### Task goal
State the number of lines in these records holding "issue". Say nothing more.

### Data supplied
impl<P, A> Orchestrator<P, A>
where
    P: SourceAdapter<Record = RawGame>,
    A: SourceAdapter<Record = RawTeamStat>,
{
    pub fn new(
        db: GameDatabase,
        registry: SeasonRegistry,
        primary: P,
        augment: A,
        config: OrchestratorConfig,
        cancel: CancellationToken,
    ) -> Self {
        Self {
            db,
            registry,
            primary,
            augment,
            config,
            cancel,
        }
    }

    pub fn database(&self) -> &GameDatabase {
        &self.db
    }

    pub fn into_database(self) -> GameDatabase {
        self.db
    }

    /// Collect each season in turn. A season's failure is recorded in its
    /// report and does not stop the others; an unregistered season is a
    /// configuration error raised before anything is fetched.
    pub async fn collect_seasons(
        &mut self,
        seasons: &[Season],
        force_refresh: bool,
    ) -> Result<Vec<SeasonReport>> {
        for season in seasons {
            self.registry.require(*season)?;
        }

        let mut reports = Vec::with_capacity(seasons.len());
        for &season in seasons {
            match self.collect_season(season, force_refresh).await {
                Ok(report) => reports.push(report),
                Err(CollectError::Cancelled) => {
                    reports.push(self.failed_report(season, "collection cancelled".to_string()));
                    break;
                }
                Err(e) if e.is_fatal() => return Err(e),
                Err(e) => {
                    error!(%season, error = %e, "season collection failed");
                    let report = self.failed_report(season, e.to_string());
                    if let Err(e) = self.db.record_season_state(
                        season,
                        SeasonState::Failed.as_str(),
                        report.cause.as_deref(),
                    ) {
                        warn!(%season, error = %e, "could not record season state");
                    }
                    reports.push(report);
                }
            }
        }
        Ok(reports)
    }

    fn failed_report(&self, season: Season, cause: String) -> SeasonReport {
        let verification =
            verify_season(&self.db, &self.registry, season, &self.config.verify).ok();
        let mut report = SeasonReport::new(season, SeasonState::Failed, verification);
        report.cause = Some(cause);
        report
    }

    pub async fn collect_season(
        &mut self,
        season: Season,
        force_refresh: bool,
    ) -> Result<SeasonReport> {
        let plan = self.registry.require(season)?.clone();
        let mut session = SeasonSession::new(season);
        let mut tracker = ProgressTracker::load(
            &checkpoint_file(&self.config.progress_dir, season),
            &run_id(season),
            self.config.reset_progress,
            self.config.progress,
        )?;

        if !force_refresh {
            let preflight = verify_season(&self.db, &self.registry, season, &self.config.verify)?;
            if preflight.is_complete() && tracker.pending_failures().is_empty() {
                info!(%season, "season already complete, skipping collection");
                session.transition_to(SeasonState::Complete);
                self.persist(&session, None)?;
                let mut report = SeasonReport::new(season, SeasonState::Complete, Some(preflight));
                report.skipped = true;
                report.excluded = tracker.excluded();
                return Ok(report);
            }
        }

        self.persist(&session, None)?;
        let mut stats = RunStats::default();

        session.transition_to(SeasonState::FetchingPrimary);
        self.persist(&session, None)?;
        let primary_end = self
            .primary_pass(&plan, &mut tracker, &mut stats, force_refresh)
            .await?;

        let mut failure = match primary_end {
            PassEnd::Finished => None,
            PassEnd::Unavailable(e) => Some(e.to_string()),
            PassEnd::Cancelled => return self.cancelled(&mut session, &mut tracker),
        };

        let reclassified = reclassify_season(&mut self.db, &self.registry, season, false)?;
        stats.reclassified = reclassified.changed.len() as u32;

        if failure.is_none() {
            session.transition_to(SeasonState::FetchingAugmentation);
            self.persist(&session, None)?;
            match self
                .augmentation_pass(season, &mut tracker, &mut stats, force_refresh)
                .await?
            {
                PassEnd::Finished => {}
                PassEnd::Unavailable(e) => failure = Some(e.to_string()),
                PassEnd::Cancelled => return self.cancelled(&mut session, &mut tracker),
            }
        }

        tracker.checkpoint()?;

        session.transition_to(SeasonState::Verifying);
        self.persist(&session, None)?;
        let verification = verify_season(&self.db, &self.registry, season, &self.config.verify)?;
        for issue in &verification.consistency {
            match issue.to_violation() {
                Some(violation) => warn!(%season, error = %violation, "consistency issue"),
                None => warn!(%season, %issue, "consistency issue"),
            }
        }

        let pending = tracker.pending_failures();
        if failure.is_none() {
            if verification.completeness.missing_total > 0 {
                failure = Some(format!(
                    "{} of {} expected games missing",
                    verification.completeness.missing_total, verification.completeness.expected_total
                ));
            } else if !pending.is_empty() {
                failure = Some(format!(
                    "{} records failed and will be retried",
                    pending.len()
                ));
            }
        }

        let state = if failure.is_some() {
            SeasonState::Failed
        } else {
            SeasonState::Complete
        };
        session.transition_to(state);
        self.persist(&session, failure.as_deref())?;

        let mut report = SeasonReport::new(season, state, Some(verification));
        report.cause = failure;
        report.stats = stats;
        report.excluded = tracker.excluded();
        report.pending_failures = pending;
        Ok(report)
    }

    fn persist(&mut self, session: &SeasonSession, cause: Option<&str>) -> Result<()> {
        self.db
            .record_season_state(session.season, session.state.as_str(), cause)?;
        Ok(())
    }

    /// Flush progress and mark the season failed before unwinding.
    fn cancelled(
        &mut self,
        session: &mut SeasonSession,
        tracker: &mut ProgressTracker,
    ) -> Result<SeasonReport> {
        tracker.checkpoint()?;
        session.transition_to(SeasonState::Failed);
        self.persist(session, Some("collection cancelled"))?;
        Err(CollectError::Cancelled)
    }

    /// Fetch the schedule week by week, then round by round, writing in
    /// fetch order.
    async fn primary_pass(
        &mut self,
        plan: &SeasonPlan,
        tracker: &mut ProgressTracker,
        stats: &mut RunStats,
        force_refresh: bool,
    ) -> Result<PassEnd> {
        let season = plan.season;
        let units: Vec<FetchScope> = (1..=plan.regular_weeks)
            .map(|week| FetchScope::Week(Week::new(week)))
            .chain(plan.rounds.keys().map(|c| FetchScope::Round(*c)))
            .collect();

        for scope in units {
            if self.cancel.is_cancelled() {
                return Ok(PassEnd::Cancelled);
            }
            let uid = format!("schedule:{}:{}", season, scope);
            if !tracker.should_attempt(&uid, force_refresh) {
                continue;
            }

            let request = FetchRequest::new(season, scope);
            match fetch_with_retry(
                &self.primary,
                &request,
                &self.config.retry,
                self.config.request_timeout,
                &self.cancel,
            )
            .await
            {
                Ok(records) => {
                    stats.units_fetched += 1;
                    debug!(%season, unit = %request.scope, records = records.len(), "schedule unit fetched");
                    for raw in &records {
                        store_game(
                            &mut self.db,
                            plan,
                            raw,
                            self.primary.name(),
                            self.config.kickoff_offset,
                            stats,
                        )?;
                    }
                    tracker.record_success(&uid);
                }
                Err(RetryFailure::NotFound) => {
                    warn!(%season, unit = %request.scope, "schedule unit not found");
                    stats.fetch_failures += 1;
                    tracker.record_failure(&uid);
                }
                Err(RetryFailure::Exhausted { attempts, last }) => {
                    stats.fetch_failures += 1;
                    tracker.record_failure(&uid);
                    tracker.checkpoint()?;
                    return Ok(PassEnd::Unavailable(unavailable(
                        self.primary.name(),
                        attempts,
                        &last,
                    )));
                }
                Err(RetryFailure::Cancelled) => return Ok(PassEnd::Cancelled),
            }
            tracker.maybe_checkpoint()?;
        }
        Ok(PassEnd::Finished)
    }

    /// Fetch team stats for every known game of the season, a bounded number
    /// of requests in flight; results are written as they arrive.
    async fn augmentation_pass(
        &mut self,
        season: Season,
        tracker: &mut ProgressTracker,
        stats: &mut RunStats,
        force_refresh: bool,
    ) -> Result<PassEnd> {
        let targets: Vec<GameUid> = self
            .db
            .season_game_uids(season)?
            .into_iter()
            .filter(|uid| tracker.should_attempt(uid.as_str(), force_refresh))
            .collect();
        info!(%season, games = targets.len(), "augmenting games with team stats");

        let augment = &self.augment;
        let retry = &self.config.retry;
        let timeout = self.config.request_timeout;
        let cancel = &self.cancel;
        let mut results = stream::iter(targets.into_iter().map(|uid| async move {
            let request = FetchRequest::new(season, FetchScope::Game(uid.clone()));
            let result = fetch_with_retry(augment, &request, retry, timeout, cancel).await;
            (uid, result)
        }))
        .buffer_unordered(self.config.concurrency);

        let mut consecutive_outages = 0;
        while let Some((uid, result)) = results.next().await {
            match result {
                Ok(records) => {
                    consecutive_outages = 0;
                    let mut lines = Vec::with_capacity(records.len());
                    for raw in &records {
                        match normalize_stat(raw, season, augment.name()) {
                            Ok(line) if line.game_uid == uid => lines.push(line),
                            Ok(line) => {
                                warn!(game = %uid, got = %line.game_uid, "stats for another game, skipping");
                                stats.malformed += 1;
                            }
                            Err(e) => {
                                warn!(game = %uid, error = %e, "skipping malformed stats record");
                                stats.malformed += 1;
                            }
                        }
                    }

                    if lines.is_empty() {
                        debug!(game = %uid, "no usable stats returned");
                        tracker.record_failure(uid.as_str());
                    } else {
                        for outcome in self.db.upsert_team_stats(&lines)? {
                            stats.count_stat(outcome);
                        }
                        tracker.record_success(uid.as_str());
                    }
                }
                Err(RetryFailure::NotFound) => {
                    consecutive_outages = 0;
                    stats.fetch_failures += 1;
                    tracker.record_failure(uid.as_str());
                }
                Err(RetryFailure::Exhausted { attempts, last }) => {
                    stats.fetch_failures += 1;
                    tracker.record_failure(uid.as_str());
                    consecutive_outages += 1;
                    if consecutive_outages >= self.config.outage_threshold {
                        error!(
                            %season,
                            consecutive = consecutive_outages,
                            "stats source unavailable, ending augmentation"
                        );
                        return Ok(PassEnd::Unavailable(unavailable(
                            augment.name(),
                            attempts,
                            &last,
                        )));
                    }
                }
                Err(RetryFailure::Cancelled) => return Ok(PassEnd::Cancelled),
            }
            tracker.maybe_checkpoint()?;
            if cancel.is_cancelled() {
                return Ok(PassEnd::Cancelled);
            }
        }
        Ok(PassEnd::Finished)
    }
}
//! Identifier types for games, teams and statistics records.

use serde::{Deserialize, Serialize};
use std::fmt;

macro_rules! string_uid {
    ($(#[$meta:meta])* $name:ident) => {
        $(#[$meta])*
        #[derive(Debug, Clone, PartialEq, Eq, PartialOrd, Ord, Hash, Serialize, Deserialize)]
        #[serde(transparent)]
        pub struct $name(pub String);

        impl $name {
            pub fn new(uid: impl Into<String>) -> Self {
                Self(uid.into())
            }

            pub fn as_str(&self) -> &str {
                &self.0
            }
        }

        impl fmt::Display for $name {
            fn fmt(&self, f: &mut fmt::Formatter<'_>) -> fmt::Result {
                f.write_str(&self.0)
            }
        }

        impl From<&str> for $name {
            fn from(uid: &str) -> Self {
                Self(uid.to_string())
            }
        }
    };
}

string_uid!(
    /// Globally unique game identifier, e.g. `NFL_202502090phi`.
    GameUid
);

string_uid!(
    /// Team identifier, e.g. `NFL_134936`.
    TeamUid
);

string_uid!(
    /// Identifier of one team's statistics line for one game.
    StatUid
);

impl TeamUid {
    /// Derive a uid for a team the source did not identify.
    ///
    /// ```rust
    /// use nfl_collect::TeamUid;
    ///
    /// assert_eq!(TeamUid::from_name("San Francisco 49ers").as_str(), "NFL_SANFRANCIS");
    /// ```
    pub fn from_name(name: &str) -> Self {
        let slug: String = name
            .chars()
            .filter(|c| c.is_ascii_alphanumeric())
            .map(|c| c.to_ascii_uppercase())
            .take(10)
            .collect();
        Self(format!("NFL_{}", slug))
    }
}

impl StatUid {
    /// Deterministic uid for a team's line in a game.
    pub fn for_team_game(game: &GameUid, team: &TeamUid) -> Self {
        Self(format!("{}:{}", game, team))
    }
}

### Response
4